There is great excitement at the chess shop this morning!   We have just got in a new batch of second-hand books so I have been rummaging through them to see if there are any books that may help my students and I’ve found a few beauties.  

Firstly my favourite book “Think Like a Grandmaster” by Kotov which unfortunately is out of print and in descriptive notation, but still a great book for better juniors just to read Kotov’s ideas and comments even if they can’t follow the old-fashioned notation.  Then there is his follow up book “Play Like a Grandmaster” and a similar book by GM Suetin “Plan Like a Grandmaster” which I don’t think I have read yet.  Finally I’ve grabbed “Chess Training” by Nigel Povath and “Capablanca’s Best Chess Endings” which may contain some interesting positions that I can use in my lessons.  I’m not sure that these days juniors actually read books as they are probably too busying doing on-line stuff, but I’ll see if I can interest some students in borrowing a book to read over the holidays.
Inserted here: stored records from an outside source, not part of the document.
use crate::error::RenderError;
use crate::render::{Renderer, Template};
use image::imageops::{self, FilterType};
use image::{Rgba, RgbaImage};

/// Side of the square a participant photo is resized to.
pub const PHOTO_SIZE: u32 = 150;

const NAME_FONT_SIZE: u32 = 48;
const EMAIL_FONT_SIZE: u32 = 36;
const EMAIL_OFFSET_Y: f32 = 60.0;

/// A one-off certificate filled in by the participant.
#[derive(Debug, Clone, Default)]
pub struct Personalization {
    pub name: String,
    pub email: String,
    /// Encoded PNG/JPEG photo.
    pub photo: Option<Vec<u8>>,
    /// Top-left corner of the photo. Defaults to `(50, height - 200)`.
    pub photo_x: Option<u32>,
    pub photo_y: Option<u32>,
}

impl Renderer {
    /// Draws the name at the center, the email 60px below it and pastes the photo
    /// (resized to [`PHOTO_SIZE`]) at its requested corner, clamped into the image.
    pub fn personalize(
        &self,
        template: &Template,
        details: &Personalization,
    ) -> Result<RgbaImage, RenderError> {
        let mut canvas = template.image().clone();
        let cx = (canvas.width() / 2) as f32;
        let cy = (canvas.height() / 2) as f32;
        let black = Rgba([0, 0, 0, 255]);

        let name = details.name.trim();
        if !name.is_empty() {
            self.face().draw_centered(&mut canvas, name, NAME_FONT_SIZE, cx, cy, black);
        }
        let email = details.email.trim();
        if !email.is_empty() {
            self.face()
                .draw_centered(&mut canvas, email, EMAIL_FONT_SIZE, cx, cy + EMAIL_OFFSET_Y, black);
        }

        if let Some(bytes) = &details.photo {
            let photo = image::load_from_memory(bytes)
                .map_err(|e| RenderError::InvalidElement {
                    field: "photo".to_string(),
                    reason: e.to_string(),
                })?
                .to_rgba8();
            let photo = imageops::resize(&photo, PHOTO_SIZE, PHOTO_SIZE, FilterType::Triangle);

            let max_x = canvas.width().saturating_sub(1);
            let max_y = canvas.height().saturating_sub(1);
            let x = details.photo_x.unwrap_or(50).min(max_x);
            let y = details
                .photo_y
                .unwrap_or_else(|| canvas.height().saturating_sub(200))
                .min(max_y);
            imageops::overlay(&mut canvas, &photo, x as i64, y as i64);
        }

        Ok(canvas)
    }
}

#[cfg(test)]
mod tests {
    use super::*;
    use crate::render::encode_png;
    use crate::render::fonts::Face;
    use crate::render::tests::white_template;

    fn red_photo() -> Vec<u8> {
        encode_png(&RgbaImage::from_pixel(40, 20, Rgba([255, 0, 0, 255]))).unwrap()
    }

    #[test]
    fn photo_is_resized_and_placed() {
        let renderer = Renderer::with_face(Face::Bitmap);
        let template = white_template(400, 300);
        let details = Personalization {
            photo: Some(red_photo()),
            photo_x: Some(10),
            photo_y: Some(20),
            ..Personalization::default()
        };

        let img = renderer.personalize(&template, &details).unwrap();
        assert_eq!(img.dimensions(), (400, 300));
        assert_eq!(img.get_pixel(10, 20).0, [255, 0, 0, 255]);
        assert_eq!(img.get_pixel(159, 169).0, [255, 0, 0, 255]);
        assert_eq!(img.get_pixel(160, 170).0, [255, 255, 255, 255]);
    }

    #[test]
    fn photo_position_is_clamped() {
        let renderer = Renderer::with_face(Face::Bitmap);
        let template = white_template(100, 100);
        let details = Personalization {
            photo: Some(red_photo()),
            photo_x: Some(5_000),
            photo_y: Some(5_000),
            ..Personalization::default()
        };
        let img = renderer.personalize(&template, &details).unwrap();
        assert_eq!(img.get_pixel(99, 99).0, [255, 0, 0, 255]);
    }

    #[test]
    fn name_and_email_are_drawn() {
        let renderer = Renderer::with_face(Face::Bitmap);
        let template = white_template(800, 400);
        let details = Personalization {
            name: "Jane Doe".into(),
            email: "jane@example.com".into(),
            ..Personalization::default()
        };
        let img = renderer.personalize(&template, &details).unwrap();
        assert!(img.pixels().any(|p| p.0[0] == 0));
    }

    #[test]
    fn broken_photo_is_an_error() {
        let renderer = Renderer::with_face(Face::Bitmap);
        let details = Personalization {
            photo: Some(b"nope".to_vec()),
            ..Personalization::default()
        };
        assert!(renderer.personalize(&white_template(10, 10), &details).is_err());
    }
}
For today’s puzzle I’ve selected a position from a game in the Noble Park Tournament played last Saturday which strangely reminds me of the debate at the end of World War 2 about the USA using the atom bomb on Japan.   You see the Americans had secretly built this new, incredibly powerful weapon, which no-one knew that they had and which could destroy a whole city in one go.  Should they use it or should they not?  Some advisors said that it was too terrible a weapon to ever be used but one of the scientists who developed the bomb had a different argument.  “If you used the bomb,” he claimed, “you gave away your biggest advantage, namely the knowledge that such a weapon could be produced,” and so he argued for the bomb to remain unused and a big secret.  As everyone now knows, he was probably right as, after bombs were dropped on Hiroshima and Nagasaki, the Russians knew that such a thing was possible and took every step to get their own atomic bomb a few years later.

mushroom cloud

How does this relate to chess puzzles?  Well, in a normal game of chess you are just plodding along, looking at ordinary chess moves, and may be unaware that hidden deep in the position is an absolute killer move that will blow your whole game away.  If, however, you are faced with a puzzle, you know that there is something fantastic hidden in the position and so are on-the look out for such possibilities.

In today’s position Jack Puccini, playing White, was not in “puzzle mode” and was presumably unaware that his opponent had a secret, explosive move ready to be played if Jack fell for the trap.   Jack has many possible replies to Black’s … Nb4 such as a3, Bxb4, Qxd8, Nd6, hxg etc. but one of them is a huge blunder which allows Black to use his secret weapon.  Which move do you think Jack played and what was the explosive reply?